• [Task instructions]: If a line contains "assert!(repo.get_category(id).unwrap().is_none());", it is the last one to write out; begin with the first line of the records and copy each exactly.

───── Information shown

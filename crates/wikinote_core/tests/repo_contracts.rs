use rusqlite::Connection;
use wikinote_core::db::migrations::latest_version;
use wikinote_core::db::open_db_in_memory;
use wikinote_core::{
    CategoryRepository, FieldUpdate, PagePatch, PageRepository, RecordRef, RepoError,
    SqliteCategoryRepository, SqlitePageRepository,
};

#[test]
fn category_create_get_rename_delete() {
    let conn = open_db_in_memory().unwrap();
    let repo = SqliteCategoryRepository::try_new(&conn).unwrap();

    let id = repo.create_category("Notes").unwrap();
    assert_eq!(repo.get_category(id).unwrap().unwrap().name, "Notes");

    repo.rename_category(id, "Journal").unwrap();
    assert_eq!(repo.get_category(id).unwrap().unwrap().name, "Journal");

    repo.delete_category(id).unwrap();
    assert!(repo.get_category(id).unwrap().is_none());
    let err = repo.delete_category(id).unwrap_err();
    assert!(matches!(err, RepoError::NotFound(RecordRef::Category(missing)) if missing == id));
}

#[test]
fn category_lookup_of_unknown_id_is_none() {
    let conn = open_db_in_memory().unwrap();
    let repo = SqliteCategoryRepository::try_new(&conn).unwrap();

    assert!(repo.get_category(42).unwrap().is_none());
    let id = repo.create_category("Only").unwrap();
    assert!(repo.get_category(id + 1).unwrap().is_none());
    assert_eq!(repo.list_categories().unwrap().len(), 1);
}

#[test]
fn page_patch_clear_and_set_are_persisted() {
    let conn = open_db_in_memory().unwrap();
    let repo = SqlitePageRepository::try_new(&conn).unwrap();

    let id = repo.create_page(Some("Draft"), Some(3)).unwrap();
    let patch = PagePatch {
        title: FieldUpdate::Set(String::new()),
        content: FieldUpdate::Set("<p>body</p>".to_string()),
        category_id: FieldUpdate::Clear,
    };
    repo.update_page(id, &patch).unwrap();

    let page = repo.get_page(id).unwrap().unwrap();
    assert_eq!(page.title.as_deref(), Some(""));
    assert_eq!(page.content.as_deref(), Some("<p>body</p>"));
    assert_eq!(page.category_id, None);

    let clear_title = PagePatch {
        title: FieldUpdate::Clear,
        ..PagePatch::default()
    };
    repo.update_page(id, &clear_title).unwrap();
    let page = repo.get_page(id).unwrap().unwrap();
    assert_eq!(page.title, None);
    assert_eq!(page.content.as_deref(), Some("<p>body</p>"));
}

#[test]
fn noop_patch_reports_unknown_page() {
    let conn = open_db_in_memory().unwrap();
    let repo = SqlitePageRepository::try_new(&conn).unwrap();

    let err = repo.update_page(41, &PagePatch::default()).unwrap_err();
    assert!(matches!(err, RepoError::NotFound(RecordRef::Page(41))));
}

#[test]
fn orphaned_pages_are_listed_without_repair() {
    let conn = open_db_in_memory().unwrap();
    let categories = SqliteCategoryRepository::try_new(&conn).unwrap();
    let pages = SqlitePageRepository::try_new(&conn).unwrap();

    let kept = categories.create_category("Kept").unwrap();
    let dropped = categories.create_category("Dropped").unwrap();
    let in_kept = pages.create_page(Some("a"), Some(kept)).unwrap();
    let in_dropped = pages.create_page(Some("b"), Some(dropped)).unwrap();
    let never_existed = pages.create_page(Some("c"), Some(999)).unwrap();
    pages.create_page(Some("d"), None).unwrap();

    categories.delete_category(dropped).unwrap();

    let orphans: Vec<_> = pages
        .list_orphaned_pages()
        .unwrap()
        .into_iter()
        .map(|page| page.id)
        .collect();
    assert_eq!(orphans, vec![in_dropped, never_existed]);
    assert_eq!(
        pages.get_page(in_dropped).unwrap().unwrap().category_id,
        Some(dropped)
    );
    assert_eq!(
        pages.get_page(in_kept).unwrap().unwrap().category_id,
        Some(kept)
    );
}

#[test]
fn repository_rejects_uninitialized_connection() {
    let conn = Connection::open_in_memory().unwrap();

    match SqlitePageRepository::try_new(&conn) {
        Err(RepoError::UninitializedConnection {
            expected_version,
            actual_version: 0,
        }) => assert_eq!(expected_version, latest_version()),
        Err(other) => panic!("unexpected error: {other}"),
        Ok(_) => panic!("expected uninitialized connection error"),
    }
}

#[test]
fn repository_rejects_connection_without_required_table() {
    let conn = Connection::open_in_memory().unwrap();
    conn.execute_batch(&format!("PRAGMA user_version = {};", latest_version()))
        .unwrap();

    let result = SqliteCategoryRepository::try_new(&conn);
    assert!(matches!(
        result,
        Err(RepoError::MissingRequiredTable("categories"))
    ));
}

#[test]
fn repository_rejects_connection_missing_required_column() {
    let conn = Connection::open_in_memory().unwrap();
    conn.execute_batch(
        "CREATE TABLE pages (
            id INTEGER PRIMARY KEY AUTOINCREMENT,
            title TEXT NULL,
            content TEXT NULL
        );",
    )
    .unwrap();
    conn.execute_batch(&format!("PRAGMA user_version = {};", latest_version()))
        .unwrap();

    let result = SqlitePageRepository::try_new(&conn);
    assert!(matches!(
        result,
        Err(RepoError::MissingRequiredColumn {
            table: "pages",
            column: "category_id"
        })
    ));
}

#[test]
fn read_path_rejects_invalid_persisted_id() {
    let conn = open_db_in_memory().unwrap();
    conn.execute("INSERT INTO categories (id, name) VALUES (0, 'bad');", [])
        .unwrap();
    let repo = SqliteCategoryRepository::try_new(&conn).unwrap();

    let err = repo.list_categories().unwrap_err();
    assert!(matches!(err, RepoError::InvalidData(_)));
}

──────────

• [Response area]:
filename crates/wikinote_core/tests/repo_contracts.rs
use rusqlite::Connection;
use wikinote_core::db::migrations::latest_version;
use wikinote_core::db::open_db_in_memory;
use wikinote_core::{
    CategoryRepository, FieldUpdate, PagePatch, PageRepository, RecordRef, RepoError,
    SqliteCategoryRepository, SqlitePageRepository,
};

#[test]
fn category_create_get_rename_delete() {
    let conn = open_db_in_memory().unwrap();
    let repo = SqliteCategoryRepository::try_new(&conn).unwrap();

    let id = repo.create_category("Notes").unwrap();
    assert_eq!(repo.get_category(id).unwrap().unwrap().name, "Notes");

    repo.rename_category(id, "Journal").unwrap();
    assert_eq!(repo.get_category(id).unwrap().unwrap().name, "Journal");

    repo.delete_category(id).unwrap();
    assert!(repo.get_category(id).unwrap().is_none());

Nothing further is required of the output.